Entregadores e motoristas de aplicativo realizaram uma passeata na manhã desta segunda-feira (14), às 9h, na Universidade Federal de Mato Grosso (UFMT), em Cuiabá, em protesto contra o Projeto de Lei Complementar (PLP) 152/2026. A mobilização reuniu trabalhadores que contestam a proposta e defendem mudanças como taxa mínima de R$ 10, pagamento de R$ 2,50 por quilômetro adicional, transparência algorítmica, seguro efetivo e criação de pontos de apoio.

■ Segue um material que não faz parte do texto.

//! Property tests for count, paginate and chunk over random galaxy sets.

use proptest::prelude::*;
use starchart::query::{self, Direction, Op, PageRequest, Query};
use starchart::store::{Backend, MemoryBackend};
use starchart::Galaxy;
use std::collections::HashSet;

fn arb_age() -> impl Strategy<Value = Option<i64>> {
    prop::option::of(0i64..20)
}

fn runtime() -> tokio::runtime::Runtime {
    tokio::runtime::Builder::new_current_thread()
        .enable_all()
        .build()
        .unwrap()
}

async fn load(ages: &[Option<i64>]) -> MemoryBackend {
    let backend = MemoryBackend::new();
    let mut exec = backend.executor();
    for (i, age) in ages.iter().enumerate() {
        let g = Galaxy {
            age: *age,
            ..Galaxy::new(format!("Galaxy {:03}", i))
        };
        query::create(&mut *exec, &g).await.unwrap();
    }
    backend
}

proptest! {
    /// Property: count equals the number of rows all() returns, for any threshold
    #[test]
    fn prop_count_matches_all(ages in prop::collection::vec(arb_age(), 0..40), threshold in 0i64..20) {
        let (count, all, expected) = runtime().block_on(async {
            let backend = load(&ages).await;
            let mut exec = backend.executor();
            let q = Query::<Galaxy>::new().filter("age", Op::Gte, threshold);
            let count = q.count(&mut *exec).await.unwrap();
            let all = q.all(&mut *exec).await.unwrap();
            let expected = ages.iter().filter(|a| matches!(a, Some(v) if *v >= threshold)).count();
            (count, all.len(), expected)
        });
        prop_assert_eq!(count as usize, all);
        prop_assert_eq!(all, expected);
    }

    /// Property: pages partition the result; every record appears on exactly one page
    #[test]
    fn prop_pages_partition_results(ages in prop::collection::vec(arb_age(), 0..40), per in 1u64..12) {
        let (total, pages) = runtime().block_on(async {
            let backend = load(&ages).await;
            let mut exec = backend.executor();
            let q = Query::<Galaxy>::new().sort("age", Direction::Desc);
            let mut pages = Vec::new();
            let mut total = 0;
            for page in 1.. {
                let p = q.paginate(&mut *exec, PageRequest::new(page, per)).await.unwrap();
                total = p.metadata.total;
                if p.items.is_empty() {
                    break;
                }
                pages.push(p.items);
            }
            (total, pages)
        });
        prop_assert_eq!(total as usize, ages.len());
        prop_assert!(pages.iter().all(|p| p.len() as u64 <= per));
        let ids: Vec<_> = pages.iter().flatten().map(|g| g.id).collect();
        let distinct: HashSet<_> = ids.iter().collect();
        prop_assert_eq!(ids.len(), ages.len());
        prop_assert_eq!(distinct.len(), ages.len());
    }

    /// Property: chunk visits every match once in batches no larger than max
    #[test]
    fn prop_chunk_covers_matches(ages in prop::collection::vec(arb_age(), 0..40), max in 1usize..9) {
        let (summary, sizes, seen, expected) = runtime().block_on(async {
            let backend = load(&ages).await;
            let mut exec = backend.executor();
            let q = Query::<Galaxy>::new().filter("age", Op::Lt, 10);
            let expected = q.count(&mut *exec).await.unwrap();
            let mut sizes = Vec::new();
            let mut seen = HashSet::new();
            let summary = q
                .chunk(&mut *exec, max, |batch| {
                    sizes.push(batch.len());
                    seen.extend(batch.into_iter().map(|r| r.unwrap().id));
                })
                .await
                .unwrap();
            (summary, sizes, seen, expected)
        });
        prop_assert_eq!(summary.records, expected);
        prop_assert_eq!(seen.len() as u64, expected);
        prop_assert_eq!(sizes.iter().sum::<usize>() as u64, expected);
        prop_assert!(sizes.iter().all(|s| *s >= 1 && *s <= max));
        prop_assert_eq!(summary.failures, 0);
    }
}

O projeto busca regulamentar a atividade no país sem reconhecer vínculo empregatício, classificando os profissionais como autônomos plataformizados. A proposta, no entanto, é alvo de críticas da categoria, que aponta manutenção do poder das plataformas, repasses considerados baixos, possibilidade de taxas elevadas e ausência de garantias trabalhistas. O texto também fixa piso de R$ 8,50 por corrida, prevê modelos de remuneração por serviço ou por tempo e estabelece teto de até 30% sobre o valor pago pelo usuário, o que, segundo os manifestantes, contribui para a precarização da profissão.
Com faixas e motos, o ato criticou o que os trabalhadores consideram um avanço sobre seus rendimentos e condições de trabalho. Participantes afirmaram que não aceitam novas cobranças sem contrapartidas das empresas e defenderam a manutenção da autonomia na atividade. A manifestação integra um movimento nacional de pressão contra o projeto e busca ampliar a repercussão do debate nas redes sociais e em Brasília.